You can build a settler before the city even grows, and get another 5-6 tile yield improved sooner. Prophet doesn't look very good against that.

Don't forget, too, that every gprophet is a delayed GS. If you use your 2nd GP on an academy, you are probably losing out on a philo bulb having tremendous trade value on high difficulties. If you take the bulb, you miss out on the academy for 50+ turns when cottages or specs will make it start mattering.

All that and you also delay initial expansion onto power tiles. I don't like it, but do it if it floats your boat.
 
I gave this a couple of goes, and I'm not really getting it. It seems to me that an early GP is best to pay for faster expansion, and yet getting one in this way slows down expansion considerably. I don't think something that pays its investment back in 20 turns is necessarily good in the very early game, because those 20 turns might be all the difference. I would rather use this idea to get a quick GP when my expansion is starting to hurt, but by then I might want a scientist. Still, something to consider though. I always pretty much disregarded the obelisk.
 
You can build a settler before the city even grows, and get another 5-6 tile yield improved sooner. Prophet doesn't look very good against that.

Don't forget, too, that every gprophet is a delayed GS. If you use your 2nd GP on an academy, you are probably losing out on a philo bulb having tremendous trade value on high difficulties. If you take the bulb, you miss out on the academy for 50+ turns when cottages or specs will make it start mattering.

All that and you also delay initial expansion onto power tiles. I don't like it, but do it if it floats your boat.

Yeah it's probably not worth doing if you have a 6 food tile right next to the city. It's much better in a city that has only 4-food tiles like this one did, or in a city that needs to expand to claim it's food.

I'm not worried at all about delaying the scientists.
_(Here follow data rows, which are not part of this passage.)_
impl<'img> VM<'img> {
    pub fn new(image: &'img Image) -> Self {
        Self::with_config(image, &RuntimeConfig::default())
    }

    pub fn with_config(image: &'img Image, config: &RuntimeConfig) -> Self {
        Self {
            image,
            stack: vec![Value::Int(0); STACK_SIZE],
            pc: 1,
            steps: 0,
            max_steps: config.max_steps,
            profile: config.profile_opcodes.then(OpcodeProfile::new),
        }
    }

    pub fn accumulator(&self) -> &Value<'img> {
        &self.stack[0]
    }

    pub fn stack(&self) -> &[Value<'img>] {
        &self.stack
    }

    pub fn pc(&self) -> usize {
        self.pc
    }

    /// Number of instructions executed so far.
    pub fn steps(&self) -> u64 {
        self.steps
    }

    pub fn is_halted(&self) -> bool {
        self.pc - 1 >= self.image.instruction_count()
    }

    pub fn profile(&self) -> Option<&OpcodeProfile> {
        self.profile.as_ref()
    }

    /// Run until the pc leaves the instruction table.
    pub fn run(&mut self) -> Result<&Value<'img>, RuntimeError> {
        while self.step()? {}
        info!(steps = self.steps, "execution halted");
        Ok(self.accumulator())
    }

    /// Execute one instruction. Returns `false` without doing anything once
    /// the program has halted.
    pub fn step(&mut self) -> Result<bool, RuntimeError> {
        let image: &'img Image = self.image;
        let pc = self.pc;
        let Some(instr) = image.instructions().get(pc - 1) else {
            return Ok(false);
        };

        if let Some(limit) = self.max_steps {
            if self.steps >= limit {
                return Err(RuntimeError::StepLimit { pc, limit });
            }
        }

        let flow = self.execute(instr).map_err(|fault| fault.at(pc))?;
        self.steps += 1;
        if let (Some(profile), Some(op)) = (self.profile.as_mut(), instr.op) {
            profile.record(op);
        }
        match flow {
            ControlFlow::Next => self.pc += 1,
            ControlFlow::Jump(target) => self.pc = target,
        }
        Ok(true)
    }

    fn execute(&mut self, instr: &'img Instruction) -> Result<ControlFlow, Fault> {
        let op = instr.op.ok_or(Trap::UnknownOpcode(instr.code))?;
        let arity = op.arity();
        if !arity.accepts(instr.operands.len()) {
            return Err(Trap::OperandCount {
                op,
                expected: arity.expected(),
                actual: instr.operands.len(),
            }
            .into());
        }

        trace!(pc = self.pc, op = op.name(), "step");

        let mut args = Args::default();
        for &operand in &instr.operands {
            args.push(self.resolve(operand)?);
        }

        match op {
            // ========================================
            // Memory
            // ========================================
            Opcode::Put => {
                let x = args.next();
                self.stack[0] = x;
            }
            Opcode::Cls => {
                let x = args.next();
                if self.stack[0].is_sentinel() {
                    self.stack[0] = x;
                }
            }
            Opcode::St => {
                let slot = slot_index(&args.next(), &args.next())?;
                self.stack[slot] = self.stack[0].clone();
            }
            Opcode::Mst => {
                let slot = slot_index(&args.next(), &args.next())?;
                self.stack[slot] = self.stack[0].clone();
                self.stack[0] = self.sentinel();
            }
            Opcode::Ld => {
                let slot = slot_index(&args.next(), &args.next())?;
                self.stack[0] = self.stack[slot].clone();
            }
            Opcode::Mld => {
                let slot = slot_index(&args.next(), &args.next())?;
                self.stack[0] = self.stack[slot].clone();
                self.stack[slot] = self.sentinel();
            }
            Opcode::Swp => {
                let slot = slot_index(&args.next(), &args.next())?;
                self.stack.swap(0, slot);
            }

            // ========================================
            // Arithmetic
            // ========================================
            Opcode::Add => {
                let b = args.next().intcast();
                self.stack[0] = Value::Int(self.stack[0].intcast().wrapping_add(b));
            }
            Opcode::Sub => {
                let b = args.next().intcast();
                self.stack[0] = Value::Int(self.stack[0].intcast().wrapping_sub(b));
            }
            Opcode::Mul => {
                let b = args.next().intcast();
                self.stack[0] = Value::Int(self.stack[0].intcast().wrapping_mul(b));
            }
            Opcode::Div => {
                let b = args.next().intcast();
                if b == 0 {
                    return Err(Fault::DivideByZero(op));
                }
                self.stack[0] = Value::Int(self.stack[0].intcast().wrapping_div(b));
            }
            Opcode::Mod => {
                let b = args.next().intcast();
                if b == 0 {
                    return Err(Fault::DivideByZero(op));
                }
                self.stack[0] = Value::Int(self.stack[0].intcast().wrapping_rem(b));
            }
            Opcode::Neg => {
                self.stack[0] = Value::Int(self.stack[0].intcast().wrapping_neg());
            }

            // ========================================
            // Strings
            // ========================================
            Opcode::Len => {
                let a = self.stack[0].strcast();
                self.stack[0] = Value::Int(a.len() as i64);
            }
            Opcode::Ins => {
                let at = args.next().intcast();
                let s = args.next().strcast();
                let a = self.stack[0].strcast();
                self.stack[0] = match usize::try_from(at) {
                    Ok(at) if at < a.len() => {
                        let (head, tail) = a.as_bytes().split_at(at);
                        let mut bytes = Vec::with_capacity(a.len() + s.len());
                        bytes.extend_from_slice(head);
                        bytes.extend_from_slice(s.as_bytes());
                        bytes.extend_from_slice(tail);
                        Value::Str(Str::new(bytes))
                    }
                    _ => self.recover(op, "insertion offset out of range"),
                };
            }
            Opcode::Cat => {
                let s = args.next().strcast();
                let a = self.stack[0].strcast();
                let mut bytes = Vec::with_capacity(a.len() + s.len());
                bytes.extend_from_slice(a.as_bytes());
                bytes.extend_from_slice(s.as_bytes());
                self.stack[0] = Value::Str(Str::new(bytes));
            }
            Opcode::Sbs => {
                let off = args.next().intcast();
                let len = args.next().intcast();
                let a = self.stack[0].strcast();
                self.stack[0] = match (usize::try_from(off), usize::try_from(len)) {
                    (Ok(off), Ok(len)) if off <= a.len() => {
                        let end = off + len.min(a.len() - off);
                        Value::Str(Str::new(a.as_bytes()[off..end].to_vec()))
                    }
                    _ => self.recover(op, "substring bounds out of range"),
                };
            }
            Opcode::Cmp => {
                let s = args.next().strcast();
                let a = self.stack[0].strcast();
                let ordering = a.as_bytes().cmp(s.as_bytes());
                self.stack[0] = Value::Int(match ordering {
                    Ordering::Less => -1,
                    Ordering::Equal => 0,
                    Ordering::Greater => 1,
                });
            }
            Opcode::Casi => {
                let at = args.next().intcast();
                let a = self.stack[0].strcast();
                let byte = usize::try_from(at)
                    .ok()
                    .and_then(|at| a.as_bytes().get(at).copied());
                self.stack[0] = match byte {
                    Some(b) => Value::Int(i64::from(b)),
                    None => self.recover(op, "character offset out of range"),
                };
            }
            Opcode::Iasc => {
                let n = self.stack[0].intcast();
                let mut s = DynString::make(1);
                s.payload_mut()[0] = n.rem_euclid(128) as u8;
                self.stack[0] = Value::Str(Str::from_dyn(s));
            }
            Opcode::Stoi => {
                let radix = args.next().intcast();
                let a = self.stack[0].strcast();
                self.stack[0] = match parse_radix(a.as_bytes(), radix) {
                    Some(n) => Value::Int(n),
                    None => self.recover(op, "invalid radix or no digits"),
                };
            }
            Opcode::Itos => {
                let radix = args.next().intcast();
                let n = self.stack[0].intcast();
                self.stack[0] = match format_radix(n, radix) {
                    Some(bytes) => Value::Str(Str::new(bytes)),
                    None => self.recover(op, "invalid radix"),
                };
            }

            // ========================================
            // Control Flow
            // ========================================
            Opcode::Jmp => {
                let target = self.jump_target(&args.next())?;
                return Ok(ControlFlow::Jump(target));
            }
            Opcode::Jb => {
                let target = args.next();
                if self.stack[0].intcast() < 0 {
                    return Ok(ControlFlow::Jump(self.jump_target(&target)?));
                }
            }
            Opcode::Je => {
                let target = args.next();
                let cond = args.next();
                if cond.intcast() == 0 {
                    return Ok(ControlFlow::Jump(self.jump_target(&target)?));
                }
            }
            Opcode::Ja => {
                let target = args.next();
                if self.stack[0].intcast() > 0 {
                    return Ok(ControlFlow::Jump(self.jump_target(&target)?));
                }
            }

            // ========================================
            // Misc
            // ========================================
            Opcode::Nop => {}
            Opcode::Type => {
                let code = if instr.operands.is_empty() {
                    self.stack[0].type_code()
                } else {
                    args.next().type_code()
                };
                self.stack[0] = Value::Int(code);
            }
            Opcode::Run => return Err(Trap::ReservedOpcode(op).into()),
        }

        Ok(ControlFlow::Next)
    }

    fn resolve(&self, operand: Operand) -> Result<Value<'img>, Trap> {
        match operand {
            Operand::Int(n) => Ok(Value::Int(n)),
            Operand::Literal(index) => {
                let image: &'img Image = self.image;
                usize::try_from(index)
                    .ok()
                    .and_then(|i| image.literal(i).map(|bytes| Str::literal(i, bytes)))
                    .map(Value::Str)
                    .ok_or(Trap::LiteralOutOfBounds(index))
            }
            Operand::Register(reg) => usize::try_from(reg)
                .ok()
                .and_then(|slot| self.stack.get(slot))
                .cloned()
                .ok_or(Trap::RegisterOutOfBounds(reg)),
        }
    }

    /// Literal 0. An image without literals gets an empty stand-in.
    fn sentinel(&self) -> Value<'img> {
        let image: &'img Image = self.image;
        Value::Str(Str::literal(0, image.literal(0).unwrap_or(&[])))
    }

    /// In-band error signal: the sentinel replaces the result.
    fn recover(&self, op: Opcode, reason: &'static str) -> Value<'img> {
        debug!(pc = self.pc, op = op.name(), reason, "sentinel result");
        self.sentinel()
    }

    fn jump_target(&self, target: &Value<'img>) -> Result<usize, Trap> {
        let t = target.intcast();
        usize::try_from(t)
            .ok()
            .filter(|&t| (1..=self.image.instruction_count()).contains(&t))
            .ok_or(Trap::JumpOutOfBounds(t))
    }
}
Part of the reason I thought of this is that, when I use philosophical, I always have this dilemna of too many scientists too soon. Even if you just run 2 scientists and nothing else, you'll still get the third GS in only 32 turns, so you should be able to easily get the academy and bulb philosophy, and get the 4th in time to bulb education. I'm looking for better ways to leverage PHI.
 
you guys are simply doing too much maths...havin 2 priests/scientists early in a city is "funny" and not too bad either prolly, that's why i mentioned it.
Making a book of rocket science about it is....boring.
 
you guys are simply doing too much maths...havin 2 priests/scientists early in a city is "funny" and not too bad either prolly, that's why i mentioned it.
Making a book of rocket science about it is....boring.

If you want to be good at this game, you understand the numbers. Calling us out for being boring is like advertising you're not interested in playing well ;).